The Capital Cycle, VC, & Deep Tech - While a bias towards consumer facing software products has been seen in Venture Capital, investors are starting to take risks on solving problems that haven’t received as much attention.
Asymmetric Returns in Boring Industries - From garbage companies turning trash into fuel and gold mines being run by robots, we discuss a few places in which we’re already beginning to glimpse the impacts of Deep Tech innovation.
The US Dollar & Innovation
US innovation has been the pillar supporting our economic growth, especially recently. The internet and other developments not only bring about change and cost savings in many industries, but they also increase foreign direct investments (FDIs) in the US.
When international investors read about the innovations across the US, their first instinct is often to buy, not build at home. With global information flow, of course this makes sense. After all, whatever you invest in over here will make it back to your country of origin eventually.
As of now, global investors have collectively put over $5 trillion in US ventures and businesses, a number that is up 40% since 2016. It’s a win-win, allowing the US to reap the rewards of innovation and the investors to get a return.
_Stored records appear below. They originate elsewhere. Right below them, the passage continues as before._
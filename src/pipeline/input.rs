//! Input resolution: turn a user-supplied path or URL into PDF bytes.
//!
//! Extraction works on an in-memory buffer, so a URL is downloaded straight
//! into memory. The `%PDF` magic is checked before returning so callers get
//! a meaningful error instead of a parser failure, and zero-byte inputs are
//! rejected here rather than handed to the extractor.

use crate::error::CourseError;
use std::io::ErrorKind;
use std::path::PathBuf;
use tracing::{debug, info};

/// PDF bytes plus a display name for messages.
#[derive(Debug, Clone)]
pub struct ResolvedInput {
    pub name: String,
    pub bytes: Vec<u8>,
}

/// Check if the input string looks like a URL.
pub fn is_url(input: &str) -> bool {
    input.starts_with("http://") || input.starts_with("https://")
}

/// Resolve the input string to PDF bytes.
pub async fn resolve_input(input: &str, timeout_secs: u64) -> Result<ResolvedInput, CourseError> {
    if input.trim().is_empty() {
        return Err(CourseError::InvalidInput {
            input: input.to_string(),
        });
    }
    let resolved = if is_url(input) {
        download_url(input, timeout_secs).await?
    } else {
        read_local(input).await?
    };
    check_pdf_bytes(&resolved.name, &resolved.bytes)?;
    Ok(resolved)
}

/// Reject empty buffers and buffers without the `%PDF` magic.
pub fn check_pdf_bytes(name: &str, bytes: &[u8]) -> Result<(), CourseError> {
    if bytes.is_empty() {
        return Err(CourseError::EmptyDocument);
    }
    if bytes.len() >= 4 && &bytes[..4] != b"%PDF" {
        let mut magic = [0u8; 4];
        magic.copy_from_slice(&bytes[..4]);
        return Err(CourseError::NotAPdf {
            source_name: name.to_string(),
            magic,
        });
    }
    Ok(())
}

async fn read_local(path_str: &str) -> Result<ResolvedInput, CourseError> {
    let path = PathBuf::from(path_str);
    let bytes = tokio::fs::read(&path).await.map_err(|e| match e.kind() {
        ErrorKind::NotFound => CourseError::FileNotFound { path: path.clone() },
        ErrorKind::PermissionDenied => CourseError::PermissionDenied { path: path.clone() },
        _ => CourseError::ReadFailed {
            path: path.clone(),
            source: e,
        },
    })?;

    debug!("Read local PDF: {} ({} bytes)", path.display(), bytes.len());
    Ok(ResolvedInput {
        name: path.display().to_string(),
        bytes,
    })
}

async fn download_url(url: &str, timeout_secs: u64) -> Result<ResolvedInput, CourseError> {
    info!("Downloading PDF from: {}", url);

    let client = reqwest::Client::builder()
        .timeout(std::time::Duration::from_secs(timeout_secs))
        .build()
        .map_err(|e| CourseError::DownloadFailed {
            url: url.to_string(),
            reason: e.to_string(),
        })?;

    let response = client.get(url).send().await.map_err(|e| {
        if e.is_timeout() {
            CourseError::DownloadTimeout {
                url: url.to_string(),
                secs: timeout_secs,
            }
        } else {
            CourseError::DownloadFailed {
                url: url.to_string(),
                reason: e.to_string(),
            }
        }
    })?;

    if !response.status().is_success() {
        return Err(CourseError::DownloadFailed {
            url: url.to_string(),
            reason: format!("HTTP {}", response.status()),
        });
    }

    let bytes = response
        .bytes()
        .await
        .map_err(|e| CourseError::DownloadFailed {
            url: url.to_string(),
            reason: e.to_string(),
        })?;

    info!("Downloaded {} bytes", bytes.len());
    Ok(ResolvedInput {
        name: url.to_string(),
        bytes: bytes.to_vec(),
    })
}
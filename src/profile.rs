//! Learner profiling from a short, timed calibration quiz.
//!
//! The profile is a pure function of two numbers: how many calibration
//! tasks were answered correctly and how long the whole quiz took. Both feed
//! an *efficiency* figure, `score / (seconds + 1) * 100`, which is bucketed
//! into one of three levels. Each level fixes how many units the generated
//! course is split into: fast, accurate learners get a few dense units,
//! slower ones get many short ones.
//!
//! | Efficiency      | Level        | Units | Description      |
//! |-----------------|--------------|-------|------------------|
//! | `> 12`          | Advanced     | 4     | High Density     |
//! | `> 6`, `<= 12`  | Intermediate | 7     | Balanced         |
//! | `<= 6`          | Beginner     | 10    | Micro-Learning   |

use serde::{Deserialize, Serialize};
use std::fmt;
use std::time::Instant;

/// Efficiency strictly above this is Advanced.
pub const ADVANCED_THRESHOLD: f64 = 12.0;

/// Efficiency strictly above this (and not Advanced) is Intermediate.
pub const INTERMEDIATE_THRESHOLD: f64 = 6.0;

/// Difficulty level of a generated course.
#[derive(Debug, Clone, Copy, PartialEq, Eq, Hash, Serialize, Deserialize)]
pub enum Level {
    Beginner,
    Intermediate,
    Advanced,
}

impl Level {
    pub fn as_str(self) -> &'static str {
        match self {
            Level::Beginner => "Beginner",
            Level::Intermediate => "Intermediate",
            Level::Advanced => "Advanced",
        }
    }

    /// Number of units a course at this level is split into.
    pub fn unit_count(self) -> usize {
        match self {
            Level::Beginner => 10,
            Level::Intermediate => 7,
            Level::Advanced => 4,
        }
    }

    /// Short label shown to the learner.
    pub fn description(self) -> &'static str {
        match self {
            Level::Beginner => "Micro-Learning",
            Level::Intermediate => "Balanced",
            Level::Advanced => "High Density",
        }
    }
}

impl fmt::Display for Level {
    fn fmt(&self, f: &mut fmt::Formatter<'_>) -> fmt::Result {
        f.write_str(self.as_str())
    }
}

/// A learner profile derived from one calibration session.
#[derive(Debug, Clone, PartialEq, Serialize, Deserialize)]
pub struct Profile {
    pub level: Level,
    pub units: usize,
    #[serde(rename = "desc")]
    pub description: String,
    pub efficiency: f64,
}

/// Estimate a profile from a calibration score and the elapsed time.
///
/// Total over its domain: negative or non-finite durations are treated as
/// zero seconds.
pub fn estimate(score: u32, duration_seconds: f64) -> Profile {
    let duration = if duration_seconds.is_finite() {
        duration_seconds.max(0.0)
    } else {
        0.0
    };
    let efficiency = (f64::from(score) / (duration + 1.0)) * 100.0;
    let level = classify(efficiency);

    Profile {
        level,
        units: level.unit_count(),
        description: level.description().to_string(),
        efficiency,
    }
}

/// Bucket an efficiency value. Both bounds are strict.
pub fn classify(efficiency: f64) -> Level {
    if efficiency > ADVANCED_THRESHOLD {
        Level::Advanced
    } else if efficiency > INTERMEDIATE_THRESHOLD {
        Level::Intermediate
    } else {
        Level::Beginner
    }
}

// ── Calibration quiz ─────────────────────────────────────────────────────

/// One calibration task.
#[derive(Debug, Clone, PartialEq, Eq, Serialize, Deserialize)]
pub struct CalibrationQuestion {
    #[serde(rename = "q")]
    pub prompt: String,
    pub options: Vec<String>,
    pub correct: String,
}

impl CalibrationQuestion {
    fn new(prompt: &str, options: [&str; 4], correct: &str) -> Self {
        Self {
            prompt: prompt.to_string(),
            options: options.iter().map(|o| o.to_string()).collect(),
            correct: correct.to_string(),
        }
    }

    pub fn is_correct(&self, answer: &str) -> bool {
        answer == self.correct
    }
}

/// The bundled calibration tasks, in the order they are asked.
pub fn calibration_questions() -> Vec<CalibrationQuestion> {
    vec![
        CalibrationQuestion::new(
            "Sequence: 2, 4, 8, 16... Next?",
            ["18", "24", "30", "32"],
            "32",
        ),
        CalibrationQuestion::new(
            "Choose the pair that best completes the analogy: Neuron is to brain as pixel is to ___",
            ["Monitor", "Image", "Color", "Cable"],
            "Image",
        ),
        CalibrationQuestion::new(
            "Pick the strongest indicator of focused study habits:",
            [
                "Long sessions without breaks",
                "Regular spaced reviews",
                "All-night cramming",
                "Reading without notes",
            ],
            "Regular spaced reviews",
        ),
    ]
}

/// Count correct answers, position by position.
///
/// Answers beyond the last question are ignored; unanswered questions count
/// as wrong.
pub fn score_answers<S: AsRef<str>>(questions: &[CalibrationQuestion], answers: &[S]) -> u32 {
    questions
        .iter()
        .zip(answers)
        .filter(|(q, a)| q.is_correct(a.as_ref()))
        .count() as u32
}

/// A timed calibration run.
///
/// The clock starts when the session is created, i.e. when the learner
/// presses "Start".
#[derive(Debug)]
pub struct CalibrationSession {
    questions: Vec<CalibrationQuestion>,
    answers: Vec<String>,
    started: Instant,
}

impl Default for CalibrationSession {
    fn default() -> Self {
        Self::new()
    }
}

impl CalibrationSession {
    pub fn new() -> Self {
        Self::with_questions(calibration_questions())
    }

    pub fn with_questions(questions: Vec<CalibrationQuestion>) -> Self {
        Self {
            questions,
            answers: Vec::new(),
            started: Instant::now(),
        }
    }

    /// The next unanswered question, if any.
    pub fn current(&self) -> Option<&CalibrationQuestion> {
        self.questions.get(self.answers.len())
    }

    /// Record an answer to the current question. Returns whether it was correct.
    pub fn answer(&mut self, answer: impl Into<String>) -> bool {
        let answer = answer.into();
        let correct = self
            .current()
            .map(|q| q.is_correct(&answer))
            .unwrap_or(false);
        if self.current().is_some() {
            self.answers.push(answer);
        }
        correct
    }

    pub fn is_complete(&self) -> bool {
        self.answers.len() >= self.questions.len()
    }

    pub fn score(&self) -> u32 {
        score_answers(&self.questions, &self.answers)
    }

    /// Close the session and derive the profile from score and elapsed time.
    pub fn finish(self) -> Profile {
        let elapsed = self.started.elapsed().as_secs_f64();
        estimate(self.score(), elapsed)
    }
}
However, this creates a feedback loop that is not immediately obvious. While information and innovation spread across the globe, the initial adopters tend to be geographically near where the innovation took place. It’s why some of the best, cutting edge drugs are on the US market first, and why autonomous cars are making strong progress in San Francisco rather than Vietnam. Innovation tends to take off fastest in the places it originated.
A society adopting life saving drugs before others enables millions of people to contribute and innovate in ways that they could never in other societies without such medical advances. These individuals then compound our discoveries, leaving us in an exponentially better spot than before.
Take the American Psychologist Albert Ellis, who has been instrumental in the fields of cognitive behavior theory and early psychotherapies. Psychology Today noted “No individual—not even Freud himself—has had a greater impact on modern psychotherapy.”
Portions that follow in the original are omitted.